9 out of 27 seats to Redditch Borough Council 14 seats needed for a majority
|  | First party | Second party | Third party |
| Leader | Sharon Harvey |  | Matt Dormer |
| Party | Labour | Reform | Conservative |
| Last election | 21 seats, 48.2% | Did not stand | 4 seats, 37.2% |
| Seats before | 18 | 0 | 5 |
| Seats won | 1 | 8 | 0 |
| Seats after | 13 | 8 | 4 |
| Seat change | −5 | +8 | −1 |
| Popular vote | 4,510 | 9,581 | 4,791 |
| Percentage | 18.4% | 39.2% | 19.6% |
| Swing | −29.8% | N/A | −17.6% |
|  | Fourth party | Fifth party |
| Party | Independent | Green |
| Last election | 1 seats, 0.7% | 1 seat, 8.7% |
| Seats before | 3 | 1 |
| Seats won | 0 | 0 |
| Seats after | 2 | 0 |
| Seat change | −1 | −1 |
| Popular vote | Did not stand | 4,169 |
| Percentage | Did not stand | 17.0% |
| Swing | −0.7% | +8.3% |
- Winner of each seat at the 2026 Redditch Borough Council election.
| Leader before election Sharon Harvey Labour | Leader after election Matt Dormer Conservative No overall control |

= 2026 Redditch Borough Council election =

2026 English local government election

The 2026 Redditch Borough Council election was held on 7 May 2026, alongside the other local elections across the United Kingdom being held on the same day, to elect 9 of 27 members of Redditch Borough Council in Worcestershire, England.

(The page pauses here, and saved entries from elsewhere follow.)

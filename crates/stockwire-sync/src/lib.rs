//! # stockwire-sync: Inventory Sync Client for Stockwire
//!
//! This crate keeps a local replica of the stock catalog in sync with the
//! server's push feed over a long-lived WebSocket, recovering from
//! connection loss with exponential backoff.
//!
//! ## Architecture Overview
//! ```text
//! ┌─────────────────────────────────────────────────────────────────────────┐
//! │                    Inventory Client Architecture                        │
//! │                                                                         │
//! │  ┌──────────────────────────────────────────────────────────────────┐  │
//! │  │                ConnectionManager (public entry point)            │  │
//! │  │                                                                  │  │
//! │  │  Spawns one driver task per client                               │  │
//! │  │  Drives the ConnectionMachine (reconnect/backoff)                │  │
//! │  └────────────────────────────┬─────────────────────────────────────┘  │
//! │                               │                                         │
//! │         ┌─────────────────────┼─────────────────────┐                  │
//! │         ▼                     ▼                     ▼                   │
//! │  ┌────────────────┐  ┌────────────────┐  ┌────────────────────────┐    │
//! │  │   Transport    │  │   Protocol     │  │   ReplicaStore         │    │
//! │  │                │  │                │  │                        │    │
//! │  │ Connector seam │  │ frame → typed  │  │ Arc<Replica> swaps     │    │
//! │  │ tungstenite WS │  │ UpdateEvent    │  │ connection state       │    │
//! │  │ ping/close     │  │ get_inventory  │  │ subscribers            │    │
//! │  └────────────────┘  └────────────────┘  └────────────────────────┘    │
//! │                                                                         │
//! │  ┌────────────────┐  ┌────────────────┐  ┌────────────────────────┐    │
//! │  │ CommandChannel │  │    Config      │  │     SyncError          │    │
//! │  │ (connected     │  │ (TOML + env)   │  │ (transport, protocol,  │    │
//! │  │  only, no      │  │                │  │  command, terminal)    │    │
//! │  │  queueing)     │  │                │  │                        │    │
//! │  └────────────────┘  └────────────────┘  └────────────────────────┘    │
//! └─────────────────────────────────────────────────────────────────────────┘
//! ```
//!
//! ## Module Organization
//! - [`manager`] - `ConnectionManager` and the driver task
//! - [`machine`] - Reconnect state machine and backoff policy
//! - [`protocol`] - Frame decoder and outbound commands
//! - [`store`] - Replica store and subscriptions
//! - [`command`] - Outbound command channel
//! - [`transport`] - Connector seam and WebSocket implementation
//! - [`config`] - Client configuration
//! - [`error`] - Sync error types
//!
//! ## Usage
//!
//! ```rust,ignore
//! use stockwire_sync::{ClientConfig, ConnectionManager};
//!
//! let config = ClientConfig::load(None)?;
//! let client = ConnectionManager::new(config)?;
//!
//! let _subscription = client.subscribe(|snapshot| {
//!     println!("{} items, {}", snapshot.replica.len(), snapshot.connection);
//! });
//! client.start()?;
//!
//! // ...
//! client.shutdown().await?;
//! ```

// =============================================================================
// Module Declarations
// =============================================================================

pub mod command;
pub mod config;
pub mod error;
pub mod machine;
pub mod manager;
pub mod protocol;
pub mod store;
pub mod transport;

#[cfg(test)]
mod testing;

// =============================================================================
// Re-exports
// =============================================================================

pub use command::CommandChannel;
pub use config::{ClientConfig, ServerSettings};
pub use error::{ErrorCategory, SyncError, SyncResult};
pub use machine::{ConnectionMachine, ConnectionState, ReconnectPolicy, Transition};
pub use manager::{ConnectionManager, InventoryEventEmitter, NoOpEmitter};
pub use protocol::{decode_frame, Command};
pub use store::{ReplicaStore, StoreSnapshot, Subscription};
pub use transport::{Connection, Connector, WsConnection, WsConnector};

pub use stockwire_core::{ItemId, Money, Replica, StockItem, UpdateEvent};
//! # Money Module
//!
//! Provides the `Money` type used for item unit prices.
//!
//! ## Why Integer Money?
//! ```text
//! ┌─────────────────────────────────────────────────────────────────────────┐
//! │  THE FLOATING POINT PROBLEM                                             │
//! │                                                                         │
//! │  The inventory feed sends prices as JSON numbers or decimal strings:   │
//! │    { "price": 12.5 }   { "price": "12.50" }                             │
//! │                                                                         │
//! │  Two replicas built from the same frames must compare equal, so the    │
//! │  price is normalised ONCE at the wire boundary into integer cents:     │
//! │    "12.50" → 1250 (exact decimal parse)                                 │
//! │    12.5    → 1250 (rounded to the nearest cent)                         │
//! └─────────────────────────────────────────────────────────────────────────┘
//! ```
//!
//! ## Usage
//! ```rust
//! use stockwire_core::money::Money;
//!
//! let price: Money = "10.99".parse().unwrap();
//! assert_eq!(price.cents(), 1099);
//! assert_eq!(price.to_string(), "$10.99");
//! ```

use serde::de::{self, Visitor};
use serde::{Deserialize, Deserializer, Serialize, Serializer};
use std::fmt;
use std::str::FromStr;

use crate::error::{CoreError, CoreResult};

// =============================================================================
// Money Type
// =============================================================================

/// A monetary value in the smallest currency unit (cents).
///
/// ## Wire Representation
/// - Accepted: JSON integers (whole units), JSON floats, decimal strings
/// - Emitted: two-decimal string (`"12.50"`) so round-trips stay exact
#[derive(Debug, Clone, Copy, PartialEq, Eq, PartialOrd, Ord, Hash, Default)]
pub struct Money(i64);

impl Money {
    /// Creates a Money value from cents.
    #[inline]
    pub const fn from_cents(cents: i64) -> Self {
        Money(cents)
    }

    /// Creates a Money value from a float amount in major units.
    ///
    /// Only for values already decoded from the wire as JSON numbers;
    /// rounds to the nearest cent.
    pub fn from_major_units(amount: f64) -> CoreResult<Self> {
        if !amount.is_finite() {
            return Err(CoreError::InvalidPrice(amount.to_string()));
        }
        let cents = (amount * 100.0).round();
        // i64::MAX as f64 rounds up to 2^63, which is already out of range
        if cents >= i64::MAX as f64 || cents < i64::MIN as f64 {
            return Err(CoreError::InvalidPrice(amount.to_string()));
        }
        Ok(Money(cents as i64))
    }

    /// Returns the value in cents.
    #[inline]
    pub const fn cents(&self) -> i64 {
        self.0
    }

    /// Returns the whole-unit part (truncated toward zero).
    #[inline]
    pub const fn dollars(&self) -> i64 {
        self.0 / 100
    }

    /// Returns the cents part (0-99, sign dropped).
    #[inline]
    pub const fn cents_part(&self) -> i64 {
        (self.0 % 100).abs()
    }

    /// Zero money value.
    #[inline]
    pub const fn zero() -> Self {
        Money(0)
    }

    /// Checks if the value is zero.
    #[inline]
    pub const fn is_zero(&self) -> bool {
        self.0 == 0
    }

    /// Formats as a plain decimal string without currency symbol.
    pub fn to_decimal_string(&self) -> String {
        let sign = if self.0 < 0 { "-" } else { "" };
        format!("{}{}.{:02}", sign, self.dollars().abs(), self.cents_part())
    }
}

impl FromStr for Money {
    type Err = CoreError;

    /// Parses a decimal string with at most two fractional digits.
    fn from_str(s: &str) -> Result<Self, Self::Err> {
        let invalid = || CoreError::InvalidPrice(s.to_string());
        let trimmed = s.trim();

        let (negative, digits) = match trimmed.strip_prefix('-') {
            Some(rest) => (true, rest),
            None => (false, trimmed.strip_prefix('+').unwrap_or(trimmed)),
        };
        let (major, minor) = digits.split_once('.').unwrap_or((digits, ""));

        let all_digits = |part: &str| part.bytes().all(|b| b.is_ascii_digit());
        if (major.is_empty() && minor.is_empty())
            || minor.len() > 2
            || !all_digits(major)
            || !all_digits(minor)
        {
            return Err(invalid());
        }

        let major_value: i64 = if major.is_empty() {
            0
        } else {
            major.parse().map_err(|_| invalid())?
        };
        let minor_value: i64 = match minor.len() {
            0 => 0,
            1 => minor.parse::<i64>().map_err(|_| invalid())? * 10,
            _ => minor.parse().map_err(|_| invalid())?,
        };

        let cents = major_value
            .checked_mul(100)
            .and_then(|c| c.checked_add(minor_value))
            .ok_or_else(invalid)?;

        Ok(Money(if negative { -cents } else { cents }))
    }
}

impl fmt::Display for Money {
    fn fmt(&self, f: &mut fmt::Formatter<'_>) -> fmt::Result {
        if self.0 < 0 {
            write!(f, "-${}.{:02}", self.dollars().abs(), self.cents_part())
        } else {
            write!(f, "${}.{:02}", self.dollars(), self.cents_part())
        }
    }
}

// =============================================================================
// Serde
// =============================================================================

impl Serialize for Money {
    fn serialize<S: Serializer>(&self, serializer: S) -> Result<S::Ok, S::Error> {
        serializer.serialize_str(&self.to_decimal_string())
    }
}

impl<'de> Deserialize<'de> for Money {
    fn deserialize<D: Deserializer<'de>>(deserializer: D) -> Result<Self, D::Error> {
        deserializer.deserialize_any(MoneyVisitor)
    }
}

struct MoneyVisitor;

impl<'de> Visitor<'de> for MoneyVisitor {
    type Value = Money;

    fn expecting(&self, f: &mut fmt::Formatter<'_>) -> fmt::Result {
        f.write_str("a price as a number or decimal string")
    }

    fn visit_i64<E: de::Error>(self, v: i64) -> Result<Money, E> {
        v.checked_mul(100)
            .map(Money)
            .ok_or_else(|| E::custom(CoreError::InvalidPrice(v.to_string())))
    }

    fn visit_u64<E: de::Error>(self, v: u64) -> Result<Money, E> {
        i64::try_from(v)
            .map_err(|_| E::custom(CoreError::InvalidPrice(v.to_string())))
            .and_then(|v| self.visit_i64(v))
    }

    fn visit_f64<E: de::Error>(self, v: f64) -> Result<Money, E> {
        Money::from_major_units(v).map_err(E::custom)
    }

    fn visit_str<E: de::Error>(self, v: &str) -> Result<Money, E> {
        v.parse().map_err(E::custom)
    }
}

#[cfg(test)]
mod tests {
    use super::*;

    #[test]
    fn test_from_cents() {
        let money = Money::from_cents(1099);
        assert_eq!(money.cents(), 1099);
        assert_eq!(money.dollars(), 10);
        assert_eq!(money.cents_part(), 99);
    }

    #[test]
    fn test_display() {
        assert_eq!(format!("{}", Money::from_cents(1099)), "$10.99");
        assert_eq!(format!("{}", Money::from_cents(500)), "$5.00");
        assert_eq!(format!("{}", Money::from_cents(-550)), "-$5.50");
        assert_eq!(format!("{}", Money::zero()), "$0.00");
    }

    #[test]
    fn test_parse_decimal_strings() {
        assert_eq!("12.50".parse::<Money>().unwrap().cents(), 1250);
        assert_eq!("12.5".parse::<Money>().unwrap().cents(), 1250);
        assert_eq!("12".parse::<Money>().unwrap().cents(), 1200);
        assert_eq!(".99".parse::<Money>().unwrap().cents(), 99);
        assert_eq!("-3.05".parse::<Money>().unwrap().cents(), -305);
        assert_eq!(" 7.00 ".parse::<Money>().unwrap().cents(), 700);
    }

    #[test]
    fn test_parse_rejects_garbage() {
        assert!("".parse::<Money>().is_err());
        assert!(".".parse::<Money>().is_err());
        assert!("abc".parse::<Money>().is_err());
        assert!("1.999".parse::<Money>().is_err());
        assert!("1,50".parse::<Money>().is_err());
        assert!("99999999999999999999".parse::<Money>().is_err());
    }

    #[test]
    fn test_from_major_units_rounds() {
        // 12.34 * 100 is 1233.9999... in binary floating point
        assert_eq!(Money::from_major_units(12.34).unwrap().cents(), 1234);
        assert_eq!(Money::from_major_units(0.005).unwrap().cents(), 1);
        assert!(Money::from_major_units(f64::NAN).is_err());
        assert!(Money::from_major_units(f64::INFINITY).is_err());
    }

    #[test]
    fn test_from_major_units_range() {
        // 92233720368547760 * 100 is exactly 2^63 cents
        assert!(Money::from_major_units(92_233_720_368_547_760.0).is_err());
        assert!(Money::from_major_units(-1e17).is_err());
        assert_eq!(
            Money::from_major_units(1e15).unwrap().cents(),
            100_000_000_000_000_000
        );
    }

    #[test]
    fn test_deserialize_any_shape() {
        let from_int: Money = serde_json::from_str("12").unwrap();
        let from_float: Money = serde_json::from_str("12.5").unwrap();
        let from_str: Money = serde_json::from_str("\"12.50\"").unwrap();
        assert_eq!(from_int.cents(), 1200);
        assert_eq!(from_float, from_str);
        assert!(serde_json::from_str::<Money>("true").is_err());
    }

    #[test]
    fn test_serializes_as_decimal_string() {
        let json = serde_json::to_string(&Money::from_cents(1250)).unwrap();
        assert_eq!(json, "\"12.50\"");
        let json = serde_json::to_string(&Money::from_cents(-5)).unwrap();
        assert_eq!(json, "\"-0.05\"");
    }
}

Prior to the election the council was under Labour majority control. At this election, the council went under no overall control. Labour remained the largest party, but fell one seat short of a majority. Reform UK, which held no seats prior to the election, won eight of the nine seats being contested, making them the second largest party on the council after Labour. At the subsequent annual council meeting on 26 May 2026, the incumbent Labour leader of the council, Sharon Harvey, was removed from the post, and the Conservative group leader, Matt Dormer, was appointed as leader of the council instead. This was despite the Conservatives only having four councillors and only being the third largest party on the council. Dormer's appointment was voted for by Reform and the independent councillors as well as his own party. He appointed an executive comprising all four Conservative councillors and two of the independent councillors. Reform's support was on the basis of a confidence and supply agreement rather than a coalition, in exchange for which Reform councillors were appointed to the roles of mayor, deputy mayor and several of the committee chairmanships.

==Summary==

===Background===
In 2024, the Labour Party retained majority control of the council. In January 2026, the council asked for the election to be postponed pending local government reorganisation. However it was rescheduled on 16 February 2026.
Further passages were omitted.